## DIRECTIONS FOR THIS TASK
For this exercise, transcribe all the records below exactly.
___ DATASET ENTRIES
macro_rules! set_operator {
    ($trait:ident, $method:ident, $combine:ident) => {
        impl<R: Into<IntervalSet>> $trait<R> for IntervalSet {
            type Output = IntervalSet;

            fn $method(self, rhs: R) -> IntervalSet {
                self.$combine(&rhs.into())
            }
        }

        impl $trait<IntervalSet> for Interval {
            type Output = IntervalSet;

            fn $method(self, rhs: IntervalSet) -> IntervalSet {
                IntervalSet::from(self).$combine(&rhs)
            }
        }

        impl $trait<IntervalSet> for i64 {
            type Output = IntervalSet;

            fn $method(self, rhs: IntervalSet) -> IntervalSet {
                IntervalSet::from(self).$combine(&rhs)
            }
        }
    };
}

set_operator!(Add, add, union);
set_operator!(BitOr, bitor, union);
set_operator!(BitAnd, bitand, intersection);
set_operator!(BitXor, bitxor, symmetric_difference);
set_operator!(Sub, sub, difference);

impl Contains<IntervalSet> for IntervalSet {
    fn contains(&self, rhs: &IntervalSet) -> bool {
        rhs.segments.iter().all(|segment| self.covers(segment))
    }
}

impl Contains<Interval> for IntervalSet {
    fn contains(&self, rhs: &Interval) -> bool {
        self.covers(rhs)
    }
}

impl Contains<i64> for IntervalSet {
    fn contains(&self, rhs: &i64) -> bool {
        self.contains_point(*rhs)
    }
}

impl Domain for IntervalSet {
    type Set = IntervalSet;

    fn domain(&self) -> IntervalSet {
        self.clone()
    }
}

impl ElementSet for IntervalSet {
    type Element = i64;

    fn first_element(&self) -> Option<i64> {
        self.segments.first().map(Interval::lower)
    }

    fn is_empty(&self) -> bool {
        self.segments.is_empty()
    }
}

impl Measure for IntervalSet {
    type Difference = i128;

    fn length(&self) -> i128 {
        self.segments.iter().map(Interval::len).sum()
    }

    fn distance(&self) -> i128 {
        self.segments
            .windows(2)
            .map(|pair| i128::from(pair[1].lower) - i128::from(pair[0].upper))
            .sum()
    }
}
______
## TASK RESPONSE
macro_rules! set_operator {
    ($trait:ident, $method:ident, $combine:ident) => {
        impl<R: Into<IntervalSet>> $trait<R> for IntervalSet {
            type Output = IntervalSet;

            fn $method(self, rhs: R) -> IntervalSet {
                self.$combine(&rhs.into())
            }
        }

        impl $trait<IntervalSet> for Interval {
            type Output = IntervalSet;

            fn $method(self, rhs: IntervalSet) -> IntervalSet {
                IntervalSet::from(self).$combine(&rhs)
            }
        }

        impl $trait<IntervalSet> for i64 {
            type Output = IntervalSet;

            fn $method(self, rhs: IntervalSet) -> IntervalSet {
                IntervalSet::from(self).$combine(&rhs)
            }
        }
    };
}

set_operator!(Add, add, union);
set_operator!(BitOr, bitor, union);
set_operator!(BitAnd, bitand, intersection);
set_operator!(BitXor, bitxor, symmetric_difference);
set_operator!(Sub, sub, difference);

impl Contains<IntervalSet> for IntervalSet {
    fn contains(&self, rhs: &IntervalSet) -> bool {
        rhs.segments.iter().all(|segment| self.covers(segment))
    }
}

impl Contains<Interval> for IntervalSet {
    fn contains(&self, rhs: &Interval) -> bool {
        self.covers(rhs)
    }
}

impl Contains<i64> for IntervalSet {
    fn contains(&self, rhs: &i64) -> bool {
        self.contains_point(*rhs)
    }
}

impl Domain for IntervalSet {
    type Set = IntervalSet;

    fn domain(&self) -> IntervalSet {
        self.clone()
    }
}

impl ElementSet for IntervalSet {
    type Element = i64;

    fn first_element(&self) -> Option<i64> {
        self.segments.first().map(Interval::lower)
    }

    fn is_empty(&self) -> bool {
        self.segments.is_empty()
    }
}

impl Measure for IntervalSet {
    type Difference = i128;

    fn length(&self) -> i128 {
        self.segments.iter().map(Interval::len).sum()
    }

    fn distance(&self) -> i128 {
        self.segments
            .windows(2)
            .map(|pair| i128::from(pair[1].lower) - i128::from(pair[0].upper))
            .sum()
    }
}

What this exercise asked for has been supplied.